Your task: Scan the records for "bool" and copy each line that contains it.

Materials provided:
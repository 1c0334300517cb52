use std::time::{Duration, Instant};

#[derive(Debug, Clone, Copy, PartialEq, Eq, Hash, PartialOrd, Ord)]
pub struct FrameHandle(u64);

impl FrameHandle {
    pub fn id(&self) -> u64 {
        self.0
    }
}

/// Per-frame callback registration plus a monotonic clock.
///
/// Implementations only record requests. The host is responsible for
/// calling `DmxOptimizer::run_frame` with each handle once it is due.
pub trait FrameScheduler {
    fn request_frame(&mut self) -> FrameHandle;

    /// Request a frame no earlier than `delay` from now. Hosts without a
    /// timer can fall back to the next frame.
    fn request_frame_in(&mut self, _delay: Duration) -> FrameHandle {
        self.request_frame()
    }

    fn cancel_frame(&mut self, handle: FrameHandle);

    fn now(&self) -> Duration;
}

#[derive(Debug, Clone, Copy, PartialEq, Eq)]
pub struct FrameRequest {
    pub handle: FrameHandle,
    pub delay: Option<Duration>,
}

// Deterministic host: time only moves when told to.
#[derive(Debug, Default)]
pub struct ManualScheduler {
    now: Duration,
    next_id: u64,
    requested: Vec<FrameRequest>,
    registrations: usize,
    cancellations: usize,
}

impl ManualScheduler {
    pub fn new() -> Self {
        Self::default()
    }

    pub fn advance(&mut self, duration: Duration) {
        self.now += duration;
    }

    pub fn registrations(&self) -> usize {
        self.registrations
    }

    pub fn cancellations(&self) -> usize {
        self.cancellations
    }

    pub fn pending_frames(&self) -> usize {
        self.requested.len()
    }

    pub fn last_request(&self) -> Option<FrameRequest> {
        self.requested.last().copied()
    }

    /// Hand out every outstanding request, oldest first.
    pub fn take_requested(&mut self) -> Vec<FrameHandle> {
        self.requested.drain(..).map(|request| request.handle).collect()
    }

    fn register(&mut self, delay: Option<Duration>) -> FrameHandle {
        self.next_id += 1;
        self.registrations += 1;
        let handle = FrameHandle(self.next_id);
        self.requested.push(FrameRequest { handle, delay });
        handle
    }
}

impl FrameScheduler for ManualScheduler {
    fn request_frame(&mut self) -> FrameHandle {
        self.register(None)
    }

    fn request_frame_in(&mut self, delay: Duration) -> FrameHandle {
        self.register(Some(delay))
    }

    fn cancel_frame(&mut self, handle: FrameHandle) {
        let before = self.requested.len();
        self.requested.retain(|request| request.handle != handle);
        if self.requested.len() != before {
            self.cancellations += 1;
        }
    }

    fn now(&self) -> Duration {
        self.now
    }
}

pub const DEFAULT_FRAME_INTERVAL: Duration = Duration::from_millis(16);

// Fixed-interval host for running outside a display refresh loop. Frames
// land on a grid of `frame_interval` measured from construction.
#[derive(Debug)]
pub struct FrameTimer {
    start: Instant,
    frame_interval: Duration,
    next_id: u64,
    due: Vec<(FrameHandle, Duration)>,
}

impl FrameTimer {
    pub fn new(frame_interval: Duration) -> Self {
        FrameTimer {
            start: Instant::now(),
            frame_interval: frame_interval.max(Duration::from_millis(1)),
            next_id: 0,
            due: Vec::new(),
        }
    }

    pub fn frame_interval(&self) -> Duration {
        self.frame_interval
    }

    pub fn next_frame_boundary(&self, now: Duration) -> Duration {
        let interval = self.frame_interval.as_nanos();
        let frames = now.as_nanos() / interval + 1;
        duration_from_nanos(frames * interval)
    }

    pub fn time_until_next(&self) -> Option<Duration> {
        let now = self.now();
        self.due
            .iter()
            .map(|(_, at)| at.saturating_sub(now))
            .min()
    }

    pub fn take_due(&mut self) -> Vec<FrameHandle> {
        let now = self.now();
        let mut ready: Vec<(FrameHandle, Duration)> = Vec::new();
        self.due.retain(|&(handle, at)| {
            if at <= now {
                ready.push((handle, at));
                false
            } else {
                true
            }
        });
        ready.sort_by_key(|&(handle, at)| (at, handle));
        ready.into_iter().map(|(handle, _)| handle).collect()
    }

    pub fn is_idle(&self) -> bool {
        self.due.is_empty()
    }

    fn register(&mut self, at: Duration) -> FrameHandle {
        self.next_id += 1;
        let handle = FrameHandle(self.next_id);
        self.due.push((handle, at));
        handle
    }
}

impl Default for FrameTimer {
    fn default() -> Self {
        FrameTimer::new(DEFAULT_FRAME_INTERVAL)
    }
}

impl FrameScheduler for FrameTimer {
    fn request_frame(&mut self) -> FrameHandle {
        let at = self.next_frame_boundary(self.now());
        self.register(at)
    }

    fn request_frame_in(&mut self, delay: Duration) -> FrameHandle {
        let at = self.now() + delay;
        self.register(at)
    }

    fn cancel_frame(&mut self, handle: FrameHandle) {
        self.due.retain(|&(other, _)| other != handle);
    }

    fn now(&self) -> Duration {
        self.start.elapsed()
    }
}

fn duration_from_nanos(nanos: u128) -> Duration {
    Duration::new(
        (nanos / 1_000_000_000) as u64,
        (nanos % 1_000_000_000) as u32,
    )
}
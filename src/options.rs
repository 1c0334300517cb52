use serde::{Deserialize, Serialize};
use std::time::Duration;

#[derive(Serialize, Deserialize, Debug, Clone, Copy, PartialEq, Eq)]
#[serde(default)]
pub struct OptimizerOptions {
    pub max_updates_per_frame: usize,
    pub throttle_ms: u64,
    pub change_threshold: u8,
    // advisory, treated the same as max_updates_per_frame
    pub batch_size: usize,
}

impl Default for OptimizerOptions {
    fn default() -> Self {
        OptimizerOptions {
            max_updates_per_frame: 512,
            throttle_ms: 16,
            change_threshold: 1,
            batch_size: 512,
        }
    }
}

impl OptimizerOptions {
    pub fn throttle(&self) -> Duration {
        Duration::from_millis(self.throttle_ms)
    }

    // a cap of zero would never drain anything and spin on rescheduling
    pub fn flush_cap(&self) -> usize {
        self.max_updates_per_frame.min(self.batch_size).max(1)
    }

    pub fn merge(&mut self, update: &OptionsUpdate) {
        if let Some(value) = update.max_updates_per_frame {
            self.max_updates_per_frame = value;
        }
        if let Some(value) = update.throttle_ms {
            self.throttle_ms = value;
        }
        if let Some(value) = update.change_threshold {
            self.change_threshold = value;
        }
        if let Some(value) = update.batch_size {
            self.batch_size = value;
        }
    }
}

#[derive(Serialize, Deserialize, Debug, Clone, Copy, Default, PartialEq, Eq)]
#[serde(default)]
pub struct OptionsUpdate {
    pub max_updates_per_frame: Option<usize>,
    pub throttle_ms: Option<u64>,
    pub change_threshold: Option<u8>,
    pub batch_size: Option<usize>,
}
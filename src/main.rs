use clap::Parser;
use dmx_batcher::autopilot::Autopilot;
use dmx_batcher::config::{Config, OutputConfig};
use dmx_batcher::{get_shared_output, trace, Error, JsonLinesSink, Result, SharedDmxOutput};
use std::fs::File;
use std::io::{self, BufWriter};
use std::path::PathBuf;
use std::process;
use std::thread;
use std::time::{Duration, Instant};
use tracing::{debug, error, info, warn};

#[derive(Parser, Debug)]
#[command(name = "dmx-batcher", about = "Coalesce DMX channel writes into throttled batches")]
struct Args {
    #[arg(long, default_value = "dmx-batcher.json")]
    config: PathBuf,

    /// Write the default config to this path and exit
    #[arg(long)]
    write_default_config: Option<PathBuf>,

    /// Stop after this many seconds instead of running forever
    #[arg(long)]
    run_for: Option<f64>,

    /// How often autopilot tracks are sampled, in milliseconds
    #[arg(long, default_value_t = 5)]
    tick_ms: u64,

    /// Print the available MIDI input ports and exit
    #[arg(long)]
    list_ports: bool,
}

fn main() {
    trace::init_tracing();
    let args = Args::parse();
    if let Err(err) = run(args) {
        error!(error = %err, "dmx-batcher failed");
        process::exit(1);
    }
}

fn run(args: Args) -> Result<()> {
    if let Some(path) = args.write_default_config {
        Config::default().write(&path)?;
        info!(path = %path.display(), "wrote default config");
        return Ok(());
    }

    if args.list_ports {
        return list_ports();
    }

    let config = Config::read_or_default(&args.config)?;
    let output = open_output(&config)?;

    #[cfg(feature = "midi")]
    let _midi_inputs = dmx_batcher::midi_input::connect_mappings(&config.midi_mappings, &output);

    #[cfg(not(feature = "midi"))]
    {
        if !config.midi_mappings.is_empty() {
            warn!(
                mappings = config.midi_mappings.len(),
                "built without midi support, ignoring midi mappings"
            );
        }
    }

    let mut autopilot = Autopilot::new(&config.autopilot);
    let run_for = match args.run_for {
        Some(secs) if secs.is_finite() && secs >= 0.0 => Some(Duration::from_secs_f64(secs)),
        Some(secs) => {
            warn!(secs, "ignoring invalid --run-for");
            None
        }
        None => None,
    };
    let tick = Duration::from_millis(args.tick_ms.max(1));
    let start = Instant::now();
    let mut last_report = start;

    info!(tracks = config.autopilot.len(), "dmx output running");

    loop {
        let pos = start.elapsed();
        if let Some(limit) = run_for {
            if pos >= limit {
                break;
            }
        }

        if !autopilot.is_empty() {
            output.queue_updates(autopilot.sample(pos))?;
        }

        if last_report.elapsed() >= Duration::from_secs(5) {
            last_report = Instant::now();
            let stats = output.stats()?;
            debug!(
                batches = stats.batches_sent,
                suppressed = stats.suppressed,
                coalesced = stats.coalesced,
                rate_hz = ?stats.flush_rate_hz,
                "dmx output stats"
            );
        }

        // keep app alive
        thread::sleep(tick);
    }

    output.flush_immediate()?;
    let stats = output.stats()?;
    info!(
        batches = stats.batches_sent,
        channels = stats.channels_sent,
        suppressed = stats.suppressed,
        coalesced = stats.coalesced,
        throttled = stats.throttled_frames,
        rate_hz = ?stats.flush_rate_hz,
        "dmx output finished"
    );
    output.close()
}

fn open_output(config: &Config) -> Result<SharedDmxOutput> {
    let output = match config.output {
        OutputConfig::Stdout => get_shared_output(
            JsonLinesSink::new(io::stdout()),
            config.options,
            config.frame_interval(),
        ),
        OutputConfig::File { ref path } => get_shared_output(
            JsonLinesSink::new(BufWriter::new(File::create(path)?)),
            config.options,
            config.frame_interval(),
        ),
    };
    Ok(output)
}

#[cfg(feature = "midi")]
fn list_ports() -> Result<()> {
    for name in dmx_batcher::midi_input::get_inputs()? {
        println!("{}", name);
    }
    Ok(())
}

#[cfg(not(feature = "midi"))]
fn list_ports() -> Result<()> {
    Err(Error::Midi(String::from(
        "built without midi support, rebuild with --features midi",
    )))
}
use tracing_subscriber::{fmt, prelude::*, EnvFilter};

// Logs go to stderr so stdout stays free for batch output.
pub fn init_tracing() {
    let filter =
        EnvFilter::try_from_default_env().unwrap_or_else(|_| EnvFilter::new("dmx_batcher=info"));

    let _ = tracing_subscriber::registry()
        .with(
            fmt::layer()
                .with_writer(std::io::stderr)
                .with_target(true)
                .with_thread_names(true)
                .with_timer(fmt::time::uptime()),
        )
        .with(filter)
        .try_init();
}
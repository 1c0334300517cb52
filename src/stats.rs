use circular_queue::CircularQueue;
use std::time::Duration;

const FLUSH_HISTORY: usize = 32;

pub struct OptimizerStats {
    pub queued: u64,
    pub suppressed: u64,
    pub coalesced: u64,
    pub batches_sent: u64,
    pub channels_sent: u64,
    pub throttled_frames: u64,
    last_flush_at: Option<Duration>,
    flush_intervals: CircularQueue<Duration>,
}

impl OptimizerStats {
    pub fn new() -> Self {
        OptimizerStats {
            queued: 0,
            suppressed: 0,
            coalesced: 0,
            batches_sent: 0,
            channels_sent: 0,
            throttled_frames: 0,
            last_flush_at: None,
            flush_intervals: CircularQueue::with_capacity(FLUSH_HISTORY),
        }
    }

    pub fn record_batch(&mut self, size: usize, at: Duration) {
        self.batches_sent += 1;
        self.channels_sent += size as u64;
        if let Some(last) = self.last_flush_at {
            self.flush_intervals.push(at.saturating_sub(last));
        }
        self.last_flush_at = Some(at);
    }

    pub fn average_flush_interval(&self) -> Option<Duration> {
        let count = self.flush_intervals.len() as u32;
        if count > 0 {
            Some(self.flush_intervals.iter().sum::<Duration>() / count)
        } else {
            None
        }
    }

    pub fn flush_rate_hz(&self) -> Option<f64> {
        match self.average_flush_interval() {
            Some(interval) if interval > Duration::from_secs(0) => {
                Some(1.0 / interval.as_secs_f64())
            }
            _ => None,
        }
    }

    pub fn average_batch_size(&self) -> f64 {
        if self.batches_sent > 0 {
            self.channels_sent as f64 / self.batches_sent as f64
        } else {
            0.0
        }
    }

    pub fn snapshot(&self) -> StatsSnapshot {
        StatsSnapshot {
            queued: self.queued,
            suppressed: self.suppressed,
            coalesced: self.coalesced,
            batches_sent: self.batches_sent,
            channels_sent: self.channels_sent,
            throttled_frames: self.throttled_frames,
            flush_rate_hz: self.flush_rate_hz(),
        }
    }
}

// plain copy for handing across threads
#[derive(Debug, Clone, Copy, PartialEq, Default)]
pub struct StatsSnapshot {
    pub queued: u64,
    pub suppressed: u64,
    pub coalesced: u64,
    pub batches_sent: u64,
    pub channels_sent: u64,
    pub throttled_frames: u64,
    pub flush_rate_hz: Option<f64>,
}

impl Default for OptimizerStats {
    fn default() -> Self {
        OptimizerStats::new()
    }
}
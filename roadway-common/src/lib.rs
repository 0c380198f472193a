//! Roadway Common
//!
//! Sequence adapters a roadway cursor can read from: text, ordered lists and
//! integer-keyed array-likes, all behind the [`Subject`] trait.

pub mod array_like;
pub mod list;
pub mod subject;
pub mod text;
pub mod text_slice;

pub use array_like::ArrayLike;
pub use list::List;
pub use subject::{clamp_range, copy_range, Subject};
pub use text::Text;
pub use text_slice::TextSlice;
//! Roadway
//!
//! A minimal cursor for hand-written lexers and parsers. It reads an ordered
//! subject forward, looks ahead without consuming, and can cut out frames
//! between a recorded mark and the current position.
//!
//! ```
//! use roadway::{Cursor, Text};
//!
//! let mut cursor = Cursor::framed(Text::new("riders on the storm")).unwrap();
//! cursor.record().unwrap();
//! cursor.next(5);
//! assert_eq!(cursor.flush().unwrap(), "riders");
//! ```

pub mod config;
pub mod cursor;
pub mod error;

pub use config::CursorConfig;
pub use cursor::Cursor;
pub use error::{ErrorKind, Result, RoadwayError};
pub use roadway_common::{copy_range, ArrayLike, List, Subject, Text, TextSlice};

Expected answer:
    pub fn is_idle(&self) -> bool {
    list_ports: bool,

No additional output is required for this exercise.